*** Supplied records ***
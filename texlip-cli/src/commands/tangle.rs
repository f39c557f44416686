//! Tangle command implementation.

use std::path::PathBuf;

use texlip::errors::Result;
use texlip::{tangle_file, Config};

/// Options for the tangle command.
#[derive(Debug, Clone, Default)]
pub struct TangleOptions {
    /// Input TeX document.
    pub input: PathBuf,
    /// Suppress the statistics report.
    pub quiet: bool,
    /// Print the statistics as JSON.
    pub json: bool,
}

/// Executes the tangle command.
pub fn tangle(config: Config, options: &TangleOptions) -> Result<()> {
    let stats = tangle_file(config, &options.input)?;

    if options.quiet {
        return Ok(());
    }
    if options.json {
        println!("{}", stats.to_json()?);
    } else {
        print!("{}", stats);
    }
    Ok(())
}
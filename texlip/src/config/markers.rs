//! Literal markers recognized in the input document.

use once_cell::sync::Lazy;
use regex::bytes::Regex;

/// Prefix of every directive line.
pub const DIRECTIVE_PREFIX: &str = "%texlip: ";

/// Separator between language name and format in a set-format directive.
pub const FORMAT_SEPARATOR: char = '#';

/// Pattern for begin markers: `\begin[output]{lang}`.
///
/// The language is captured generically and checked against the registry
/// by the caller. The output name is matched greedily.
pub static BEGIN_PATTERN: Lazy<Regex> = Lazy::new(|| {
    Regex::new(r"(?-u)^\\begin\[(?P<output>.*)\]\{(?P<lang>[^}\n]*)\}").unwrap()
});

/// Pattern for end markers: `\end{lang}`.
pub static END_PATTERN: Lazy<Regex> =
    Lazy::new(|| Regex::new(r"(?-u)^\\end\{(?P<lang>[^}\n]*)\}").unwrap());
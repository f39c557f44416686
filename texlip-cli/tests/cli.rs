use std::fs;
use std::path::Path;
use std::process::{Command, Output};

use pretty_assertions::assert_eq;
use tempfile::TempDir;

fn texlip_bin() -> &'static str {
    env!("CARGO_BIN_EXE_texlip")
}

const DOC: &str = "\\documentclass{article}\n\
%texlip: +python\n\
%texlip: +c\n\
%texlip: #c#/* COMMENT */\n\
\\begin{document}\n\
\\begin[hello.py]{python}\n\
print('hello')\n\
\\end{python}\n\
Prose that is dropped.\n\
\\begin[main.c]{c}\n\
int main(void) { return 0; }\n\
\\end{c}\n\
\\begin[hello.py]{python}\n\
print('again')\n\
\\end{python}\n\
\\end{document}\n";

fn write_doc(dir: &TempDir, content: &str) -> std::path::PathBuf {
    let path = dir.path().join("doc.tex");
    fs::write(&path, content).expect("write input");
    path
}

fn run(dir: &Path, args: &[&str]) -> Output {
    Command::new(texlip_bin())
        .current_dir(dir)
        .args(args)
        .output()
        .expect("failed to execute texlip")
}

#[test]
fn cli_without_input_is_usage_error() {
    let dir = TempDir::new().unwrap();
    let output = run(dir.path(), &[]);

    assert_eq!(output.status.code(), Some(2));
    let stderr = String::from_utf8_lossy(&output.stderr);
    assert!(stderr.contains("INPUT"), "stderr should mention INPUT: {stderr}");
}

#[test]
fn cli_unknown_flag_is_usage_error() {
    let dir = TempDir::new().unwrap();
    let input = write_doc(&dir, DOC);
    let output = run(dir.path(), &["--bogus", input.to_str().unwrap()]);

    assert_eq!(output.status.code(), Some(2));
    let stderr = String::from_utf8_lossy(&output.stderr);
    assert!(stderr.contains("--bogus"), "stderr should name the flag: {stderr}");
    assert!(!dir.path().join("hello.py").exists());
}

#[test]
fn cli_verbose_narrates_progress() {
    let dir = TempDir::new().unwrap();
    let input = write_doc(&dir, DOC);
    let output = run(dir.path(), &["-v", "-q", "-d", "gen", input.to_str().unwrap()]);

    assert!(output.status.success());
    assert!(output.stdout.is_empty());
    let stderr = String::from_utf8_lossy(&output.stderr);
    assert!(stderr.contains("Running texlip"), "stderr: {stderr}");
    assert!(stderr.contains("Added language \"python\""), "stderr: {stderr}");
}

#[test]
fn cli_copies_latin1_blocks_unchanged() {
    let dir = TempDir::new().unwrap();
    let input = dir.path().join("doc.tex");
    fs::write(
        &input,
        b"%texlip: +c\n\\begin[a.c]{c}\n/* caf\xE9 */\n\\end{c}\n",
    )
    .unwrap();
    let output = run(dir.path(), &["-q", input.to_str().unwrap()]);

    assert!(
        output.status.success(),
        "stderr: {}",
        String::from_utf8_lossy(&output.stderr)
    );
    assert_eq!(fs::read(dir.path().join("a.c")).unwrap(), b"/* caf\xE9 */\n\n");
}

#[test]
fn cli_version_skips_processing() {
    let dir = TempDir::new().unwrap();
    let output = run(dir.path(), &["-V"]);

    assert!(output.status.success());
    let stdout = String::from_utf8_lossy(&output.stdout);
    assert!(
        stdout.starts_with(&format!("texlip, version {}.", env!("CARGO_PKG_VERSION"))),
        "unexpected version output: {stdout}"
    );
    assert!(stdout.contains("By "), "missing author line: {stdout}");
}

#[test]
fn cli_extracts_blocks_and_prints_statistics() {
    let dir = TempDir::new().unwrap();
    let input = write_doc(&dir, DOC);
    let output = run(dir.path(), &["-d", "gen", input.to_str().unwrap()]);

    assert!(
        output.status.success(),
        "stderr: {}",
        String::from_utf8_lossy(&output.stderr)
    );
    assert_eq!(
        fs::read_to_string(dir.path().join("gen/hello.py")).unwrap(),
        "print('hello')\n\nprint('again')\n\n"
    );
    assert_eq!(
        fs::read_to_string(dir.path().join("gen/main.c")).unwrap(),
        "int main(void) { return 0; }\n\n"
    );
    assert_eq!(
        String::from_utf8_lossy(&output.stdout),
        "1 file and 4 lines in python.\n\
         1 file and 2 lines in c.\n\
         2 files and 6 lines in total.\n"
    );
}

#[test]
fn cli_quiet_suppresses_statistics() {
    let dir = TempDir::new().unwrap();
    let input = write_doc(&dir, DOC);
    let output = run(dir.path(), &["-q", "-d", "gen", input.to_str().unwrap()]);

    assert!(output.status.success());
    assert_eq!(String::from_utf8_lossy(&output.stdout), "");
    assert!(dir.path().join("gen/main.c").exists());
}

#[test]
fn cli_json_statistics() {
    let dir = TempDir::new().unwrap();
    let input = write_doc(&dir, DOC);
    let output = run(dir.path(), &["--json", "-d", "gen", input.to_str().unwrap()]);

    assert!(output.status.success());
    let stdout = String::from_utf8_lossy(&output.stdout);
    assert!(stdout.contains("\"total_files\": 2"), "stdout: {stdout}");
    assert!(stdout.contains("\"total_lines\": 6"), "stdout: {stdout}");
}

#[test]
fn cli_tag_and_lang_hier() {
    let dir = TempDir::new().unwrap();
    write_doc(&dir, DOC);
    let output = run(dir.path(), &["-t", "-l", "-q", "-d", "gen", "doc.tex"]);

    assert!(output.status.success());
    assert_eq!(
        fs::read_to_string(dir.path().join("gen/c/main.c")).unwrap(),
        "/* texlip: doc.tex -> main.c */\nint main(void) { return 0; }\n\n"
    );
    let python = fs::read_to_string(dir.path().join("gen/python/hello.py")).unwrap();
    assert!(python.starts_with("# texlip: doc.tex -> hello.py\n"));
}

#[test]
fn cli_timetag_appends_last_line() {
    let dir = TempDir::new().unwrap();
    write_doc(&dir, DOC);
    let output = run(dir.path(), &["-T", "-q", "-d", "gen", "doc.tex"]);

    assert!(output.status.success());
    let content = fs::read_to_string(dir.path().join("gen/main.c")).unwrap();
    let last = content.lines().last().unwrap();
    assert!(last.starts_with("/* texlip: ["), "last line: {last}");
    assert!(last.ends_with(" */"), "last line: {last}");
}

#[test]
fn cli_missing_input_file_fails() {
    let dir = TempDir::new().unwrap();
    let output = run(dir.path(), &["missing.tex"]);

    assert_eq!(output.status.code(), Some(1));
    let stderr = String::from_utf8_lossy(&output.stderr);
    assert!(stderr.contains("Error:"), "stderr: {stderr}");
}

#[test]
fn cli_unknown_language_format_fails() {
    let dir = TempDir::new().unwrap();
    write_doc(&dir, "%texlip: #rust#// COMMENT\n");
    let output = run(dir.path(), &["doc.tex"]);

    assert_eq!(output.status.code(), Some(1));
    let stderr = String::from_utf8_lossy(&output.stderr);
    assert!(stderr.contains("Unknown language"), "stderr: {stderr}");
    assert!(stderr.contains("doc.tex:1"), "stderr: {stderr}");
}

#[test]
fn cli_reads_config_file() {
    let dir = TempDir::new().unwrap();
    write_doc(&dir, "\\begin[a.sh]{sh}\necho hi\n\\end{sh}\n");
    fs::write(
        dir.path().join("texlip.toml"),
        "basedir = \"scripts\"\ntag = true\n\n[[languages]]\nname = \"sh\"\n",
    )
    .unwrap();
    let output = run(dir.path(), &["-q", "doc.tex"]);

    assert!(
        output.status.success(),
        "stderr: {}",
        String::from_utf8_lossy(&output.stderr)
    );
    assert_eq!(
        fs::read_to_string(dir.path().join("scripts/a.sh")).unwrap(),
        "# texlip: doc.tex -> a.sh\necho hi\n\n"
    );
}

#[test]
fn cli_explicit_config_and_flag_override() {
    let dir = TempDir::new().unwrap();
    write_doc(&dir, "%texlip: +sh\n\\begin[a.sh]{sh}\necho hi\n\\end{sh}\n");
    fs::write(dir.path().join("custom.toml"), "basedir = \"from-config\"\n").unwrap();
    let output = run(
        dir.path(),
        &["-q", "-c", "custom.toml", "-d", "from-flag", "doc.tex"],
    );

    assert!(output.status.success());
    assert!(dir.path().join("from-flag/a.sh").exists());
    assert!(!dir.path().join("from-config").exists());
}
*** End of Supplied records ***
[Your goal]: Copy here each line of the preceding records with "return" in it.

[Answer for the task]:
        return Ok(());
int main(void) { return 0; }\n\
        "int main(void) { return 0; }\n\n"
        "/* texlip: doc.tex -> main.c */\nint main(void) { return 0; }\n\n"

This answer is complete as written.